Hammer time for foreclosures

Cyprus foreclosures imminentAROUND thirty auctioneers are polishing their hammers ahead of the second half of 2016, as bankers set their sights on large debtors.

There are about 3,000 foreclosures in the pipeline which have been pending at the Land Registry Department for years. Banks have been signalling publicly that primary residences are not the target, but they are going after commercial buildings, holiday homes, and land owned by large debtors.

The cases in the first wave of auctions concern foreclosed properties going back to 2010 and have nothing to do with primary residence or severe financial problems.

Cooperative banks are putting properties under the hammer with a total estimated value of €75 million, while the Bank of Cyprus is pushing land and properties based on final court decisions prior to 2013 with a total value of €85 million. Hellenic Bank is also going after big commercial properties, leaving primary residences off the hook.

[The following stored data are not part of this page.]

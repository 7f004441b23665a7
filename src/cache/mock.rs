use std::collections::HashMap;
use std::time::Duration;

use async_trait::async_trait;
use parking_lot::RwLock;
use tracing::debug;

use super::{CacheError, LockCache};

/// In-process stand-in used when the real cache cannot be constructed.
/// Entries never expire and are lost on restart; it only has to satisfy
/// the request path of a single process.
#[derive(Default)]
pub struct MockLockCache {
    entries: RwLock<HashMap<String, String>>,
}

impl MockLockCache {
    pub fn new() -> Self {
        Self::default()
    }

    fn entry_key(cache_name: &str, key: &str) -> String {
        format!("{}:{}", cache_name, key)
    }
}

#[async_trait]
impl LockCache for MockLockCache {
    async fn get(&self, cache_name: &str, key: &str) -> Result<Option<String>, CacheError> {
        debug!("[MOCK] Getting key {} from cache {}", key, cache_name);
        let entries = self.entries.read();
        Ok(entries.get(&Self::entry_key(cache_name, key)).cloned())
    }

    async fn set(
        &self,
        cache_name: &str,
        key: &str,
        value: &str,
        _ttl: Duration,
    ) -> Result<(), CacheError> {
        debug!(
            "[MOCK] Setting key {} in cache {} to value {}",
            key, cache_name, value
        );
        let mut entries = self.entries.write();
        entries.insert(Self::entry_key(cache_name, key), value.to_string());
        Ok(())
    }

    async fn ping(&self) -> Result<(), CacheError> {
        debug!("[MOCK] Ping successful");
        Ok(())
    }
}
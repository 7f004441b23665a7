use std::sync::Arc;
use std::time::Duration;

use chrono::Utc;
use tracing::{debug, info, warn};
use uuid::Uuid;

use super::{lock_key, records::BattleRecordWriter, scanner::OpponentScanner, LOCK_VALUE};
use crate::cache::LockCache;
use crate::env::{BattleSettings, LockCacheSettings};
use crate::error::BattleError;
use crate::metrics;
use crate::protocol::BattleStartResult;
use crate::store::GameStore;

/// Orchestrates defender selection, advisory locking and battle-record
/// persistence for one battle-start request. Stateless across requests;
/// the injected store and cache handles live for the process.
pub struct BattleCoordinator {
    store: Arc<dyn GameStore>,
    cache: Arc<dyn LockCache>,
    cache_name: String,
    lock_ttl: Duration,
    scan_page_size: u32,
}

impl BattleCoordinator {
    pub fn new(
        store: Arc<dyn GameStore>,
        cache: Arc<dyn LockCache>,
        lock_cache: &LockCacheSettings,
        battle: &BattleSettings,
    ) -> Self {
        Self {
            store,
            cache,
            cache_name: lock_cache.cache_name.clone(),
            lock_ttl: Duration::from_secs(battle.lock_ttl_seconds),
            scan_page_size: battle.scan_page_size,
        }
    }

    pub async fn start_battle(
        &self,
        attacker_id: Option<&str>,
        defender_id: Option<&str>,
    ) -> Result<BattleStartResult, BattleError> {
        let attacker_id = match attacker_id {
            Some(id) if !id.trim().is_empty() => id,
            _ => return Err(BattleError::MissingAttackerId),
        };

        // An empty defenderId means "pick one for me", same as omitting it.
        match defender_id.filter(|id| !id.is_empty()) {
            Some(defender_id) => {
                info!("Handling specific defender: {}", defender_id);
                self.start_with_defender(attacker_id, defender_id).await
            }
            None => {
                info!(
                    "Handling random defender selection for attacker: {}",
                    attacker_id
                );
                self.start_with_random_defender(attacker_id).await
            }
        }
    }

    async fn start_with_defender(
        &self,
        attacker_id: &str,
        defender_id: &str,
    ) -> Result<BattleStartResult, BattleError> {
        if self.is_defender_locked(defender_id).await {
            metrics::DEFENDER_LOCK_CONFLICTS_TOTAL.inc();
            return Err(BattleError::DefenderAlreadyInBattle);
        }

        self.lock_defender(defender_id).await;
        self.create_battle(attacker_id, defender_id).await
    }

    async fn start_with_random_defender(
        &self,
        attacker_id: &str,
    ) -> Result<BattleStartResult, BattleError> {
        let scanner = OpponentScanner::new(
            self.store.as_ref(),
            self.cache.as_ref(),
            &self.cache_name,
            self.scan_page_size,
        );
        let defender_id = match scanner.find_unlocked_opponent(attacker_id).await? {
            Some(id) => id,
            None => {
                metrics::OPPONENT_SCAN_EXHAUSTED_TOTAL.inc();
                return Err(BattleError::NoAvailableOpponents);
            }
        };

        self.lock_defender(&defender_id).await;
        self.create_battle(attacker_id, &defender_id).await
    }

    /// Lock check preceding a specific-defender battle. A cache read
    /// failure counts as "not locked": availability wins over strict
    /// exclusion while the cache is unreachable.
    async fn is_defender_locked(&self, defender_id: &str) -> bool {
        let key = lock_key(defender_id);
        debug!("Checking lock for defender: {} with key: {}", defender_id, key);
        match self.cache.get(&self.cache_name, &key).await {
            Ok(value) => {
                let locked = value.is_some();
                debug!("Lock check result: {}", if locked { "locked" } else { "not locked" });
                locked
            }
            Err(e) => {
                warn!("Error checking lock, assuming not locked: {}", e);
                false
            }
        }
    }

    /// Best-effort lock set; failure never blocks battle creation.
    async fn lock_defender(&self, defender_id: &str) {
        let key = lock_key(defender_id);
        debug!("Setting lock for defender: {}", defender_id);
        if let Err(e) = self
            .cache
            .set(&self.cache_name, &key, LOCK_VALUE, self.lock_ttl)
            .await
        {
            warn!(
                "Failed to set lock for defender {}, continuing anyway: {}",
                defender_id, e
            );
        }
    }

    async fn create_battle(
        &self,
        attacker_id: &str,
        defender_id: &str,
    ) -> Result<BattleStartResult, BattleError> {
        let battle_id = Uuid::new_v4();
        let start_time = Utc::now();

        BattleRecordWriter::new(self.store.as_ref())
            .create_battle(attacker_id, defender_id, battle_id, start_time)
            .await?;

        metrics::BATTLES_STARTED_TOTAL.inc();
        Ok(BattleStartResult {
            battle_id,
            attacker_id: attacker_id.to_string(),
            defender_id: defender_id.to_string(),
        })
    }
}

The Cyprus Banks Association has publicised some of the locations already, but there are still details to be hammered out with other places. Based on law, auction halls must be confirmed in all districts before public sale begins in any of them.

Two location are already confirmed in Nicosia, a conference hall and a multipurpose room at GSP Stadium. Another location in Famagusta district will be in Paralimni, while the situation in Limassol, Larnaca, and Paphos is still unclear after owners had second thoughts or their buildings did not meet standards.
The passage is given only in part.